═════ Record set ═════

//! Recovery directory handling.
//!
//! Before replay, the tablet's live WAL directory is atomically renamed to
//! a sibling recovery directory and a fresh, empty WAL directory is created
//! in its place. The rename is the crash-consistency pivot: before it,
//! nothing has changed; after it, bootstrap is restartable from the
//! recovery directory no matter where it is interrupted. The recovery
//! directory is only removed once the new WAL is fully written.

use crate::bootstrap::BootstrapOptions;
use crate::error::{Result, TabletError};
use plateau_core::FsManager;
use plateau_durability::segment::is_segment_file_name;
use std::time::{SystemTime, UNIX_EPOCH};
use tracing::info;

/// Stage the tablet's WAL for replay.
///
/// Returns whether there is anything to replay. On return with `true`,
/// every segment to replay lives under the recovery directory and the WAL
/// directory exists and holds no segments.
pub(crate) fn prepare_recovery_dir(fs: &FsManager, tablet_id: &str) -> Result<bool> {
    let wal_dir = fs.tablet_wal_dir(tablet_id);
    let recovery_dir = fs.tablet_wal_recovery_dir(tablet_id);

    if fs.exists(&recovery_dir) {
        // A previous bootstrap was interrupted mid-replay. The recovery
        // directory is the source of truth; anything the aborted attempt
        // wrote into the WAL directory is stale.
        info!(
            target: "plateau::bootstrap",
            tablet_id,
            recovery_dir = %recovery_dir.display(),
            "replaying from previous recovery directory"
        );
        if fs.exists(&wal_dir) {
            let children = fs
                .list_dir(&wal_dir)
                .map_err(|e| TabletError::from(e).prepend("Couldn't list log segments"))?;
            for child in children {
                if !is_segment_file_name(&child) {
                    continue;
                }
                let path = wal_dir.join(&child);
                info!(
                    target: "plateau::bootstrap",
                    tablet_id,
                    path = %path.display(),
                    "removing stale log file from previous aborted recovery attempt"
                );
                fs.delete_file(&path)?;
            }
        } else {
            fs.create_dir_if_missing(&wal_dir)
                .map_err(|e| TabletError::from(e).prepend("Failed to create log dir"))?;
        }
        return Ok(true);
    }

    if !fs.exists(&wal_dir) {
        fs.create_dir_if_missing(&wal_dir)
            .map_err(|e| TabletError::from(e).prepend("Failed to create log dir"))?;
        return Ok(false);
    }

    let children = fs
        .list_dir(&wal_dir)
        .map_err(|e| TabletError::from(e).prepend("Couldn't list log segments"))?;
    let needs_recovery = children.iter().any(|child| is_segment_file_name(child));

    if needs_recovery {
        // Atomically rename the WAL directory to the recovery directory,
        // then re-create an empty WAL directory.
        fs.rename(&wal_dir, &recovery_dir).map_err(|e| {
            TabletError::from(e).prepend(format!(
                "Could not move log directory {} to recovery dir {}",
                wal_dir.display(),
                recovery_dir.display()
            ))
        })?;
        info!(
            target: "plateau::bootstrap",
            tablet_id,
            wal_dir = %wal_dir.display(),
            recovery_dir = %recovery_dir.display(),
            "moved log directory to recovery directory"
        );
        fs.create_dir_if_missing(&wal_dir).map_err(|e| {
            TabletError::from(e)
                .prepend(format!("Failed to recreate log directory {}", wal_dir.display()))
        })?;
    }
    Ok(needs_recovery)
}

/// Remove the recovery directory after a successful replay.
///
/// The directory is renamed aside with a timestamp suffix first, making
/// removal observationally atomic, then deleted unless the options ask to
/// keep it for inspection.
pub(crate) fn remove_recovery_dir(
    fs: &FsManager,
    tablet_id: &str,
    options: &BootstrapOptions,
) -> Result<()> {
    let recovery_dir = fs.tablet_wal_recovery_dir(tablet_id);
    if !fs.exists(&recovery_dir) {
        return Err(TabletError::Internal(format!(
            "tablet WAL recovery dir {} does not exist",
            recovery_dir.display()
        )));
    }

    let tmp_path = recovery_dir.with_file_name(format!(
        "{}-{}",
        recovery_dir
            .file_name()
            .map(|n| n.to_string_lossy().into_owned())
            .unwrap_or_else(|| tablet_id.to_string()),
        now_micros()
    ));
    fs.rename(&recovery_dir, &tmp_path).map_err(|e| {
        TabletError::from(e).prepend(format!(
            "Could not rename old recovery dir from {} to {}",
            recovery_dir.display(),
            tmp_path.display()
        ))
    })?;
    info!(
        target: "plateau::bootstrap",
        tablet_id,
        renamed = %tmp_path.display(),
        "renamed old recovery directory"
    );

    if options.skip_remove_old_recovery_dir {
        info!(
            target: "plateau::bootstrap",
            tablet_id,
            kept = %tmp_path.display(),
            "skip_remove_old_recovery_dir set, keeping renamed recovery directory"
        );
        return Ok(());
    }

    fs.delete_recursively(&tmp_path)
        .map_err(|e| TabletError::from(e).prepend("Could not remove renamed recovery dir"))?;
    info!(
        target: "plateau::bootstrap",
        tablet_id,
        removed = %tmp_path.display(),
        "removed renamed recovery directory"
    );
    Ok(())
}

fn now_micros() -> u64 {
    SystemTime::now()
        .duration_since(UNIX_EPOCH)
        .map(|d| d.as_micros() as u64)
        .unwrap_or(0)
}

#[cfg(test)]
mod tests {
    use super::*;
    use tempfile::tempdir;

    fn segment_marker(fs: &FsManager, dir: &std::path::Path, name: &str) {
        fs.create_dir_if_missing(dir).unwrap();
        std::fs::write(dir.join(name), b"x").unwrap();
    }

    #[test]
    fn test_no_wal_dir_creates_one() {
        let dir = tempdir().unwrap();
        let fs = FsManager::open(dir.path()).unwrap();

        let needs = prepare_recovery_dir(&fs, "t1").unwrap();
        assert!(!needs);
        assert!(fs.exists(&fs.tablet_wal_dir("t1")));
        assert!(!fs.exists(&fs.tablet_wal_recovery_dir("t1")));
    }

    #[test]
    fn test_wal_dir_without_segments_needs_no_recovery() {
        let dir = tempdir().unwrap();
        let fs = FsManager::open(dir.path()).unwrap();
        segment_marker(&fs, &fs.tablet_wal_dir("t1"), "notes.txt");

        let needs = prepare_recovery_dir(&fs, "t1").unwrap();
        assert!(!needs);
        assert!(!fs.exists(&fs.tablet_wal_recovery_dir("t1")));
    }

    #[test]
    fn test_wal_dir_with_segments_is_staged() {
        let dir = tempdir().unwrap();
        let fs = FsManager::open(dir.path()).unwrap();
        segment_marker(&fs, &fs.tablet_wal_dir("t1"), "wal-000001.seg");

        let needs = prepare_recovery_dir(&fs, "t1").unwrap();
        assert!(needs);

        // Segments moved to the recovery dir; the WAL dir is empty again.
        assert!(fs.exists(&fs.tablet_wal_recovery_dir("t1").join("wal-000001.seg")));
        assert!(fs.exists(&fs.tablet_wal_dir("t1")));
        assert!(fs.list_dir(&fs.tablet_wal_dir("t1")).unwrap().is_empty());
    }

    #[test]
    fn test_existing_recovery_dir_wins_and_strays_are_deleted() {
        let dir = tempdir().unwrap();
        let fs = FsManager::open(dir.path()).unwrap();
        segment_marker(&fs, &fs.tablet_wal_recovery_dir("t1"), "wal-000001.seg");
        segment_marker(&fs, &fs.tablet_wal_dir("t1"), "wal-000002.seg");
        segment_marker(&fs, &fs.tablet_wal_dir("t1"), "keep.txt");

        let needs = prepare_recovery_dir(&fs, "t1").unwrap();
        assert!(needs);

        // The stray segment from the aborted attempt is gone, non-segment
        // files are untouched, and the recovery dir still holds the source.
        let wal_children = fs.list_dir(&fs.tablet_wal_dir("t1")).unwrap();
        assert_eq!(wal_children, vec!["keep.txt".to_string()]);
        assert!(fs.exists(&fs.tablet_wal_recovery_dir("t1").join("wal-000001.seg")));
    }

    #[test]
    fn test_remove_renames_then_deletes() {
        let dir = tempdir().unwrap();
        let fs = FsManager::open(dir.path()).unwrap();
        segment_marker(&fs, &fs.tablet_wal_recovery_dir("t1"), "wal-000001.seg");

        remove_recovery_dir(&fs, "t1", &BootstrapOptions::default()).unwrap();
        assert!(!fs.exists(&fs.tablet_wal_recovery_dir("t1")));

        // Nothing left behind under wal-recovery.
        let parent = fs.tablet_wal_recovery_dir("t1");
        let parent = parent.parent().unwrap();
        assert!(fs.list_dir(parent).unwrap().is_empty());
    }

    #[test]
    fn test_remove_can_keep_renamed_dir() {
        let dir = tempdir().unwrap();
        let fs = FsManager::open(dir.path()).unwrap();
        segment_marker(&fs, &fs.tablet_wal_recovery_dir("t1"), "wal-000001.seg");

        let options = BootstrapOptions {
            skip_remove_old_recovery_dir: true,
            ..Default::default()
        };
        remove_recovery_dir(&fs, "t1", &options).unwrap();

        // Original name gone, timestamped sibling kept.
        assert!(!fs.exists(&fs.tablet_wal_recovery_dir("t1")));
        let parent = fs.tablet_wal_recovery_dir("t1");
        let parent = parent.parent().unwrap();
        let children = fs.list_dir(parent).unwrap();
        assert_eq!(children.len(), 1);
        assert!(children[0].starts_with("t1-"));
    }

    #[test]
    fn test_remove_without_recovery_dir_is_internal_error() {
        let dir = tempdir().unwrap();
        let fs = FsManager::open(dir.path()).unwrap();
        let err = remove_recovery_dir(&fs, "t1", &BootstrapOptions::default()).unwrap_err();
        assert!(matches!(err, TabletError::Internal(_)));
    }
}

═════
═════ Record set ═════

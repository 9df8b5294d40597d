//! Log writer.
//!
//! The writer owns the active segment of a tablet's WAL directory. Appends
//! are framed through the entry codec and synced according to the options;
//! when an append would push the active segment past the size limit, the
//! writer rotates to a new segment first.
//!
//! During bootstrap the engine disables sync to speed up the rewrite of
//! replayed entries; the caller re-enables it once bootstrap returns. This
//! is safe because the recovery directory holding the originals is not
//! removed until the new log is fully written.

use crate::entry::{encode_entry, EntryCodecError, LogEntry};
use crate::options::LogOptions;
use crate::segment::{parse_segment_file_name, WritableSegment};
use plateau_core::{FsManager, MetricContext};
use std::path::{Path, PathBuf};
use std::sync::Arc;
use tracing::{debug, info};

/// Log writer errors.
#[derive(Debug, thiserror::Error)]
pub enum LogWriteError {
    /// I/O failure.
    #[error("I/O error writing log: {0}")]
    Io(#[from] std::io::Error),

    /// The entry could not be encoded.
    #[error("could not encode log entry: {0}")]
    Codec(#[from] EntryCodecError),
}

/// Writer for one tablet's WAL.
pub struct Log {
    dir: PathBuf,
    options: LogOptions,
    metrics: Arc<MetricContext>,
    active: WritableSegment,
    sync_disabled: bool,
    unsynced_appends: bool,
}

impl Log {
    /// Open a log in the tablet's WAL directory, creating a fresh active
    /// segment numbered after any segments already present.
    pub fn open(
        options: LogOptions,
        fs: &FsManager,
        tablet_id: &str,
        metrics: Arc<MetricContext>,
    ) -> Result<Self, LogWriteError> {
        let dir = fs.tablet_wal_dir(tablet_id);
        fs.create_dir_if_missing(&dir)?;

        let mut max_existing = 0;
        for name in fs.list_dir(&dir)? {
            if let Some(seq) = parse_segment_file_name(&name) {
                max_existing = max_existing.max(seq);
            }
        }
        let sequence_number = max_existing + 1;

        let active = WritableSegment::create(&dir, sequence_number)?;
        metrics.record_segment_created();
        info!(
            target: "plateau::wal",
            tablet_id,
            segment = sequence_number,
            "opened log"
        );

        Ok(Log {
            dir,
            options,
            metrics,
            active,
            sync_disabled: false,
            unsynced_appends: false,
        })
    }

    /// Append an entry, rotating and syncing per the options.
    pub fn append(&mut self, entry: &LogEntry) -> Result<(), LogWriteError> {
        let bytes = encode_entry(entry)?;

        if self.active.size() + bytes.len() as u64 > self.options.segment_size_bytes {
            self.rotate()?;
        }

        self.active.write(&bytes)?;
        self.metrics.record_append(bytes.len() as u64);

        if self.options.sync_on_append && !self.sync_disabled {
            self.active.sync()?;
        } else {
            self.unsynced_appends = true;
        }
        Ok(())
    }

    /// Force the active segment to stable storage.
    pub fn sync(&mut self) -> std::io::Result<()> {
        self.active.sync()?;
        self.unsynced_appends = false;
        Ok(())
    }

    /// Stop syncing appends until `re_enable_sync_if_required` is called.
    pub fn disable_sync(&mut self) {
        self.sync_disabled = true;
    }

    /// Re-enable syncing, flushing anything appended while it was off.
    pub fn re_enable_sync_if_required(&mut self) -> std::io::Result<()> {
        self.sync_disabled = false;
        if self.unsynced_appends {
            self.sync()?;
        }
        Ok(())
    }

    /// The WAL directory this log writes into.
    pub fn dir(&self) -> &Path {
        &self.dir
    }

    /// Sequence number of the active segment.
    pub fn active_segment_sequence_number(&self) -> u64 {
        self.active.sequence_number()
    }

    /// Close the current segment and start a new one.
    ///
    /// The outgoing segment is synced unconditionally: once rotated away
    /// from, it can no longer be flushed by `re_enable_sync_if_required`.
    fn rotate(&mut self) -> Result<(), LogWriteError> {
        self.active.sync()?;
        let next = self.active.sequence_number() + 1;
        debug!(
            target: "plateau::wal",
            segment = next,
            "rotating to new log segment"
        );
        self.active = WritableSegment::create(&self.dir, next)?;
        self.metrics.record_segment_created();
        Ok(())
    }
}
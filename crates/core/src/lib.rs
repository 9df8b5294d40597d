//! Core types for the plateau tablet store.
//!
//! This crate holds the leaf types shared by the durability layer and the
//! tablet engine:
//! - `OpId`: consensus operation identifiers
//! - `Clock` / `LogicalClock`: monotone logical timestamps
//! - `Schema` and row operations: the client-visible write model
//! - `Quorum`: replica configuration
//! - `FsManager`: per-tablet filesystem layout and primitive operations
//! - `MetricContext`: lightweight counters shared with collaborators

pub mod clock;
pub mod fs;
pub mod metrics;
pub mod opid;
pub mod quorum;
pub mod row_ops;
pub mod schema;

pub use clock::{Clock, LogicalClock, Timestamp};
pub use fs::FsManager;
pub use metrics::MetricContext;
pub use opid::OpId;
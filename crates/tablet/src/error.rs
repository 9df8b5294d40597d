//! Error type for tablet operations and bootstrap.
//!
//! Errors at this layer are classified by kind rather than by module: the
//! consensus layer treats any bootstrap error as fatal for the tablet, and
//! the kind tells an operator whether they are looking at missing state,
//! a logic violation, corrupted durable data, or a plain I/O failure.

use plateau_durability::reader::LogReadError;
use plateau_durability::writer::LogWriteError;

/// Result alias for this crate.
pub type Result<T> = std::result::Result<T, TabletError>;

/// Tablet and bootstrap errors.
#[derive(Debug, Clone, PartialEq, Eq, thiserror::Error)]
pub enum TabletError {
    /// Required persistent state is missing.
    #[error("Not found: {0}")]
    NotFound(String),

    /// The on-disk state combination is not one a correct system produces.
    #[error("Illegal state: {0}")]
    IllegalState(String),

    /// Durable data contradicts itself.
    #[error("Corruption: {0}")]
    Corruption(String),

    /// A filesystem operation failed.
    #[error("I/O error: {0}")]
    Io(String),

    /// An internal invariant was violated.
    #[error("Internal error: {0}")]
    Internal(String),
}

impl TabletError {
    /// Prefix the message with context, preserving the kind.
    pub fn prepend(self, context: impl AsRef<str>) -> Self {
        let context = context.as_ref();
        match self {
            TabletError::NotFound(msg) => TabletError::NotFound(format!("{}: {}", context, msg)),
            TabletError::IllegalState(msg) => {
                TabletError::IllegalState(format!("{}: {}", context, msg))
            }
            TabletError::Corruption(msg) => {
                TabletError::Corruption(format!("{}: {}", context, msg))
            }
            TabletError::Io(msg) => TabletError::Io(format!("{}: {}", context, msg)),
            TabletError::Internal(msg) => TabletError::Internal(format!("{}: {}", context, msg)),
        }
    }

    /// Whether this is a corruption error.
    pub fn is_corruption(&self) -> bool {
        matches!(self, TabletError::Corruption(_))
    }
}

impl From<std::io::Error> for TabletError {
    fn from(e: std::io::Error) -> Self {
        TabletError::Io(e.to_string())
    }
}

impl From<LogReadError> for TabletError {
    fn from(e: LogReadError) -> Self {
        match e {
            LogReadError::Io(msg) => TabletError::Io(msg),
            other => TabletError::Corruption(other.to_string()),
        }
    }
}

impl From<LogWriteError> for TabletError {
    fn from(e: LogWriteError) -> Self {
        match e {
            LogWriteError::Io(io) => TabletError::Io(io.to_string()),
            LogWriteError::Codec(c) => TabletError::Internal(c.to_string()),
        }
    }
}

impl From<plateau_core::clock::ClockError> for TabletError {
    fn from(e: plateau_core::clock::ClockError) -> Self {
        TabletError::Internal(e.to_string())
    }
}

═════

Scan the lines above for the word "bytes". Return each one that has it.

        let bytes = encode_entry(entry)?;
        if self.active.size() + bytes.len() as u64 > self.options.segment_size_bytes {
        self.active.write(&bytes)?;
        self.metrics.record_append(bytes.len() as u64);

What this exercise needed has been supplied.